McQueen – East End Bad Boy

Bad Boy – Enfant Terrible – Exzentriker – Skandalöser Fashion-Prolet – Hooligan of English Fashion, so lauteten die Bezeichnungen, mit denen Alexander Mc Queen in seinem leider viel zu kurzem Leben asoziiert wurde.

Für alle die nicht mit dem Mainstream schwimmern, wird er wohl für immer „The King of British Fashion“ bleiben.

Geboren wurde Lee Alexander McQueen in South London, übersiedelte aber bereits im zarten Alter von einem Jahr mit seiner Familie ins Londoner East End, beides bekannterweise nicht unbedingt die nobelsten Gegenden. Als Sohn eines schottischstämmigen Taxifahrers, wuchs er als jüngstes Kind neben fünf Geschwistern, davon drei Schwestern auf, für die er schon in sehr jungen Jahren Kleider schneiderte und so wohl auch sein Talent und die Liebe zum Modedesign entdeckte.

Seine Ausbildung zum Herrenschneider erhielt er in der Savile Row, wo dieses Handwerk zum Exzess hochstilisiert wird – zurecht – die Savile Row ist die Wiege der Herrenschneiderei. Seine erste Lehrstelle befand sich bei Anderson & Shepherd, hier arbeitete er auch an Sakkos für den Prince of Wales (Charles).

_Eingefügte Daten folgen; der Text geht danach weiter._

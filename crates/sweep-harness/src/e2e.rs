//! End-to-end scenarios over the in-memory filesystem: cold start,
//! scheduling order, window filtering, the send workaround, restart
//! safety, and membership churn. Everything runs on the inline task
//! pool, so each test drives the exact interleaving it asserts on.

use crate::Scenario;
use std::sync::Arc;
use sweep_roots::parse_states;
use sweep_sched::ScanModeKind;
use sweep_tree::MemoryTree;
use sweep_types::{CrawlState, FileId, FileRange, InodeNum, RootId};

fn tree_with_subvol(transid: u64, root: u64) -> Arc<MemoryTree> {
    let tree = Arc::new(MemoryTree::new(4096));
    tree.set_transid(transid);
    tree.add_subvol(RootId(root), &format!("vol{root}"));
    tree
}

fn range(root: u64, ino: u64, begin: u64, end: u64) -> FileRange {
    FileRange::new(FileId::new(RootId(root), InodeNum(ino)), begin, end)
}

/// Cold start with one subvolume holding one 4 KiB extent: the range
/// reaches the deduper, the progress begin lands on its start cursor,
/// and writeback persists that cursor.
#[test]
fn cold_start_delivers_and_persists() {
    let tree = tree_with_subvol(10, 256);
    tree.add_extent(RootId(256), 300, 0, 4096, 7);

    let scenario = Scenario::new(tree);
    scenario.startup();
    scenario.roots.transid_tick().expect("tick");

    // Step the pool by hand: first the scan task pops the range and
    // spawns the worker, then the worker's first iteration dedupes it.
    assert!(scenario.roots.pool().run_one(), "scan task");
    assert!(scenario.roots.pool().run_one(), "worker task");
    assert_eq!(scenario.deduper.delivered(), vec![range(256, 300, 0, 4096)]);

    // The worker completed the range: its hold now pins the range's
    // starting cursor as the safe resume point.
    let crawler = scenario.roots.crawler(RootId(256)).expect("crawler");
    let begin = crawler.state_begin();
    assert_eq!(
        (begin.objectid, begin.offset, begin.min_transid, begin.max_transid),
        (300, 0, 0, 10)
    );

    scenario.roots.state_save().expect("save");
    let data = std::fs::read_to_string(scenario.state_file()).expect("state file");
    let (records, repairs) = parse_states(&data).expect("parse");
    assert_eq!(repairs.total(), 0);
    let record: Vec<_> = records
        .iter()
        .filter(|state| state.root == RootId(256))
        .collect();
    assert_eq!(record.len(), 1);
    assert_eq!(
        (record[0].objectid, record[0].offset, record[0].min_transid, record[0].max_transid),
        (300, 0, 0, 10)
    );

    // Drain the rest; the subvolume is exhausted and the scan idles.
    scenario.roots.pool().drain();
    assert_eq!(scenario.deduper.delivered().len(), 1);
    assert!(!scenario.roots.crawl_roots());
}

/// LOCKSTEP visits (ino 100, root 257), (ino 100, root 258),
/// (ino 200, root 257), (ino 200, root 258) in exactly that order.
#[test]
fn lockstep_orders_by_inode_across_subvols() {
    let tree = Arc::new(MemoryTree::new(4096));
    tree.set_transid(10);
    for root in [257, 258] {
        tree.add_subvol(RootId(root), &format!("vol{root}"));
        tree.add_extent(RootId(root), 100, 0, 4096, 5);
        tree.add_extent(RootId(root), 200, 0, 4096, 5);
    }

    let scenario = Scenario::with_config(tree, |config| {
        config.scan_mode = ScanModeKind::Lockstep;
    });
    scenario.startup();
    scenario.tick_and_drain();

    assert_eq!(
        scenario.deduper.delivered_files(),
        vec![(257, 100), (258, 100), (257, 200), (258, 200)]
    );
}

/// An extent whose generation sits below the window is skipped without
/// a deduper call, the cursor still advances, and the scan then idles.
#[test]
fn out_of_window_extent_is_skipped() {
    let tree = tree_with_subvol(10, 256);
    // Item generation 3 on a metadata page at transid 9: the page-level
    // search surfaces it inside the [5, 10) window, the item filter
    // drops it.
    tree.add_extent_raw(
        RootId(256),
        300,
        0,
        sweep_types::ExtentKind::Regular,
        1 << 20,
        4096,
        3,
        9,
    );

    let scenario = Scenario::new(tree);
    scenario.startup();
    scenario.roots.insert_root(CrawlState::new(RootId(256), 5, 10, 0));
    scenario.roots.insert_new_crawl().expect("refresh");
    scenario.roots.spawn_scan_task();
    scenario.roots.pool().drain();

    assert!(scenario.deduper.delivered().is_empty());
    let counters = scenario.roots.counters();
    assert_eq!(counters.gen_low, 1);
    assert_eq!(counters.batches, 1);
    assert!(!scenario.roots.crawl_roots(), "window exhausted");
}

/// Generations at or above the window ceiling belong to a future
/// window and are skipped too.
#[test]
fn above_window_extent_is_skipped() {
    let tree = tree_with_subvol(10, 256);
    tree.add_extent(RootId(256), 300, 0, 4096, 12);

    let scenario = Scenario::new(tree);
    scenario.startup();
    scenario.roots.insert_root(CrawlState::new(RootId(256), 5, 10, 0));
    scenario.roots.insert_new_crawl().expect("refresh");
    scenario.roots.spawn_scan_task();
    scenario.roots.pool().drain();

    assert!(scenario.deduper.delivered().is_empty());
    assert_eq!(scenario.roots.counters().gen_high, 1);
}

/// A read-only subvolume under the send workaround is never popped,
/// does not hold back `transid_min`, and its window ceiling catches up
/// to the filesystem generation on the first tick, then stays put.
#[test]
fn send_workaround_isolates_read_only_subvol() {
    let tree = tree_with_subvol(10, 256);
    tree.add_extent(RootId(256), 300, 0, 4096, 5);
    tree.add_subvol_ro(RootId(260), "snap");
    tree.add_extent(RootId(260), 300, 0, 4096, 5);

    let scenario = Scenario::with_config(tree, |config| {
        config.workaround_btrfs_send = true;
    });
    scenario.startup();
    scenario.tick_and_drain();

    // Only the writable subvolume produced work.
    assert_eq!(scenario.deduper.delivered_files(), vec![(256, 300)]);

    let ro_state = scenario
        .roots
        .crawler(RootId(260))
        .expect("crawler")
        .state_end();
    assert_eq!(ro_state.max_transid, 10);
    assert_eq!(ro_state.objectid, 0);

    // Another tick at the same generation: frozen.
    scenario.tick_and_drain();
    let ro_state = scenario
        .roots
        .crawler(RootId(260))
        .expect("crawler")
        .state_end();
    assert_eq!(ro_state.max_transid, 10);

    // The read-only crawler does not drag the fleet minimum.
    assert_eq!(scenario.roots.transid_min().expect("transid_min"), 0);
}

/// Kill the daemon while `scan_forward` is in flight: the state flushed
/// at that instant points at the in-flight range, and the restarted
/// daemon re-delivers the same range, not a later one.
#[test]
fn restart_mid_scan_redelivers_in_flight_range() {
    let tree = tree_with_subvol(10, 256);
    tree.add_extent(RootId(256), 300, 0, 4096, 7);

    let scenario = Scenario::new(tree);
    scenario.startup();

    // Flush state from inside scan_forward, exactly what the writeback
    // thread could observe mid-call; then never complete the range.
    let target = range(256, 300, 0, 4096);
    scenario.deduper.script_retry(target, u32::MAX);
    {
        let roots = Arc::clone(&scenario.roots);
        scenario.deduper.set_hook(move |_| {
            roots.state_save().expect("mid-flight save");
        });
    }
    scenario.tick_and_drain();
    assert_eq!(scenario.deduper.delivered(), vec![target]);

    // "Kill" the daemon: drop everything unflushed and rewire.
    let scenario = scenario.restart();
    scenario.startup();
    let resumed = scenario
        .roots
        .crawler(RootId(256))
        .expect("crawler")
        .state_end();
    assert_eq!((resumed.objectid, resumed.offset), (300, 0));

    scenario.tick_and_drain();
    assert_eq!(scenario.deduper.delivered(), vec![target]);
}

/// Membership churn: vanished subvolumes lose their crawlers, new ones
/// gain them, and the map is never emptied.
#[test]
fn membership_churn_updates_the_map() {
    let tree = Arc::new(MemoryTree::new(4096));
    tree.set_transid(10);
    for root in [256, 257, 258] {
        tree.add_subvol(RootId(root), &format!("vol{root}"));
    }

    let scenario = Scenario::new(tree);
    scenario.startup();
    scenario.tick_and_drain();
    assert_eq!(
        scenario.roots.subvols(),
        vec![RootId(5), RootId(256), RootId(257), RootId(258)]
    );

    scenario.tree.remove_subvol(RootId(257));
    scenario.tree.remove_subvol(RootId(258));
    scenario.tree.add_subvol(RootId(259), "vol259");
    scenario.tree.set_transid(11);
    scenario.tick_and_drain();
    assert_eq!(
        scenario.roots.subvols(),
        vec![RootId(5), RootId(256), RootId(259)]
    );
}

/// A contended inode lock defers the worker; releasing the lock
/// re-arms it through the retry handle and the range is delivered.
#[test]
fn contended_inode_lock_rearms_worker() {
    let tree = tree_with_subvol(10, 256);
    tree.add_extent(RootId(256), 300, 0, 4096, 5);

    let scenario = Scenario::new(tree);
    scenario.startup();

    let guard = scenario.locks.hold_for_test(300);
    scenario.tick_and_drain();
    assert!(scenario.deduper.delivered().is_empty());
    assert_eq!(scenario.locks.contended(), 1);
    assert_eq!(scenario.roots.counters().inode_deferred, 1);

    // Dropping the guard fires the retry, which re-queues the worker.
    drop(guard);
    scenario.roots.pool().drain();
    assert_eq!(scenario.deduper.delivered_files(), vec![(256, 300)]);
}

/// Blacklisted files are counted and never offered to the deduper.
#[test]
fn blacklisted_file_is_not_offered() {
    let tree = tree_with_subvol(10, 256);
    tree.add_extent(RootId(256), 300, 0, 4096, 5);
    tree.add_extent(RootId(256), 301, 0, 4096, 5);

    let scenario = Scenario::new(tree);
    scenario
        .blacklist
        .add(FileId::new(RootId(256), InodeNum(300)));
    scenario.startup();
    scenario.tick_and_drain();

    assert_eq!(scenario.deduper.delivered_files(), vec![(256, 301)]);
    assert_eq!(scenario.roots.counters().blacklisted, 1);
}

/// Holes, inline extents, and preallocated extents follow the item-type
/// policy: only prealloc and real regular extents reach the deduper.
#[test]
fn item_type_policy_filters_candidates() {
    let tree = tree_with_subvol(10, 256);
    tree.add_inline(RootId(256), 300, 0, 200, 5);
    tree.add_hole(RootId(256), 301, 0, 4096, 5);
    tree.add_prealloc(RootId(256), 302, 0, 4096, 5);
    tree.add_extent(RootId(256), 303, 0, 4096, 5);

    let scenario = Scenario::new(tree);
    scenario.startup();
    scenario.tick_and_drain();

    assert_eq!(scenario.deduper.delivered_files(), vec![(256, 302), (256, 303)]);
    let counters = scenario.roots.counters();
    assert_eq!(counters.inline_skipped, 1);
    assert_eq!(counters.hole_skipped, 1);
    assert_eq!(counters.prealloc, 1);
    assert_eq!(counters.pushed, 2);
}

/// A deduper failure on one extent is swallowed: the cursor advances
/// and later extents are still delivered.
#[test]
fn deduper_error_does_not_stall_the_crawl() {
    let tree = tree_with_subvol(10, 256);
    tree.add_extent(RootId(256), 300, 0, 4096, 5);
    tree.add_extent(RootId(256), 300, 4096, 4096, 5);

    let scenario = Scenario::new(tree);
    scenario.deduper.fail_on(range(256, 300, 0, 4096));
    scenario.startup();
    scenario.tick_and_drain();

    assert_eq!(
        scenario.deduper.delivered(),
        vec![range(256, 300, 0, 4096), range(256, 300, 4096, 8192)]
    );
    assert_eq!(scenario.roots.counters().dedupe_errors, 1);
}

/// A new window opens when the filesystem generation moves, and only
/// the new data is delivered on the second pass.
#[test]
fn second_window_picks_up_only_new_data() {
    let tree = tree_with_subvol(10, 256);
    tree.add_extent(RootId(256), 300, 0, 4096, 7);

    let scenario = Scenario::new(tree);
    scenario.startup();
    scenario.tick_and_drain();
    assert_eq!(scenario.deduper.delivered_files(), vec![(256, 300)]);

    // New data lands at generation 11.
    scenario.tree.add_extent(RootId(256), 400, 0, 4096, 11);
    scenario.tree.set_transid(12);
    scenario.tick_and_drain();

    assert_eq!(
        scenario.deduper.delivered_files(),
        vec![(256, 300), (256, 400)]
    );
    let state = scenario
        .roots
        .crawler(RootId(256))
        .expect("crawler")
        .state_end();
    assert_eq!((state.min_transid, state.max_transid), (10, 12));
}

Angeblich habe er in in das Jackenfutter des Thronfolgers „I am a Cunt“ (was ich hier nicht übersetze) eingenäht – die Sakkos wurden aus dem Buckingham Palace zurückgeholt und man fand exakt gar nichts. McQueen allerdings, war seine Lehrstelle los – unbeeindruckt wechselte er zum schärfsten Konkurrenten des Unternehmens, Gieves & Hawkes. Viele Jahre später wurde McQueen der Orden des British Empire verliehen, von niemand geringerem als Prince Charles – McQueen soll verhalten gekichert haben.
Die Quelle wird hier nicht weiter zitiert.